The report we have here this evening of the Economic and Social Committee of the European Communities on a development plan for the Irish Border areas can be implemented successfully only if there is this co-operation that must exist right across the board. I know for a fact that Mr. Prior is afraid to take a political decision to re-open some of the roads that have been closed for a long time. I remember personally raising with him the opening of a road, national primary road, No. 3, which runs from Dublin to Enniskillen where it is blocked at Aghalane Bridge. If Mr. Prior and those responsible for security in Northern Ireland have not sufficient faith or at this stage are not convinced that the Irish security forces are doing their very best and successfully doing a very difficult job in trying to contain the subversives, trying to maintain law and order and security, then Mr. Prior is really doing harm to their input, which is a very great one, by saying that roads will be closed.

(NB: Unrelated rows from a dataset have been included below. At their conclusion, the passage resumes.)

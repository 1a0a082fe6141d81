//! In-memory slot storage

use std::collections::HashMap;
use std::sync::{Mutex, MutexGuard};

use crate::application::ports::outbound::{CharacterStoragePort, StorageError};

/// Slots kept in a map for the lifetime of the process
#[derive(Debug, Default)]
pub struct InMemoryStorage {
    slots: Mutex<HashMap<String, String>>,
}

impl InMemoryStorage {
    pub fn new() -> Self {
        Self::default()
    }

    pub fn len(&self) -> usize {
        self.lock().map(|slots| slots.len()).unwrap_or(0)
    }

    pub fn is_empty(&self) -> bool {
        self.len() == 0
    }

    fn lock(&self) -> Result<MutexGuard<'_, HashMap<String, String>>, StorageError> {
        self.slots
            .lock()
            .map_err(|_| StorageError::Unavailable("storage lock poisoned".to_string()))
    }
}

impl CharacterStoragePort for InMemoryStorage {
    fn read_slot(&self, slot: &str) -> Result<Option<String>, StorageError> {
        Ok(self.lock()?.get(slot).cloned())
    }

    fn write_slot(&self, slot: &str, contents: &str) -> Result<(), StorageError> {
        self.lock()?.insert(slot.to_string(), contents.to_string());
        Ok(())
    }

    fn remove_slot(&self, slot: &str) -> Result<(), StorageError> {
        self.lock()?.remove(slot);
        Ok(())
    }
}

I do not know whether the Minister for Finance, who is present, was up as early as I was this morning. I was listening to Mr. Prior on the radio before 7 o'clock, when he was played live to us on a tape from a function he attended in London last evening. At this function he addressed over 100 businessmen from Northern Ireland and claimed that their job was to sell the financial stability of investment in Northern Ireland to industrialists in the United Kingdom. In an effort to boost Northern Ireland Mr. Prior said that they had 27 subsidiaries of USA companies in Northern Ireland but that it was unfortunate that much of the United Kingdom investment in Ireland was in the southern part of Ireland. He went on to say: "Mind you, they have many problems down there; God knows, they have many problems down there," which was a deliberate effort on his part to try to prevent United Kingdom investment in this part of the country. I would suggest to the Minister, in the interests of the Government, in the interests of the industrial promotional agencies we have, indeed in the interests of fair play, that Mr. Prior should not be allowed get away with that sort of snide remark. If we are to co-operate — and this development plan can be successfully implemented only if we do co-operate — then it is wrong for Mr. Prior to behave the way he is. I contend he is playing narrow politics with security by way of closing these roads for the purpose of trying to maintain existing support, which he has at a very limited level only, within the Northern Ireland Assembly.
We all want to see the contents of this report implemented. I hope its costs will be finally cleared by the EEC and that it will get under way. But that can be done only if there is proper, mutual understanding and co-operation between the two communities on this island.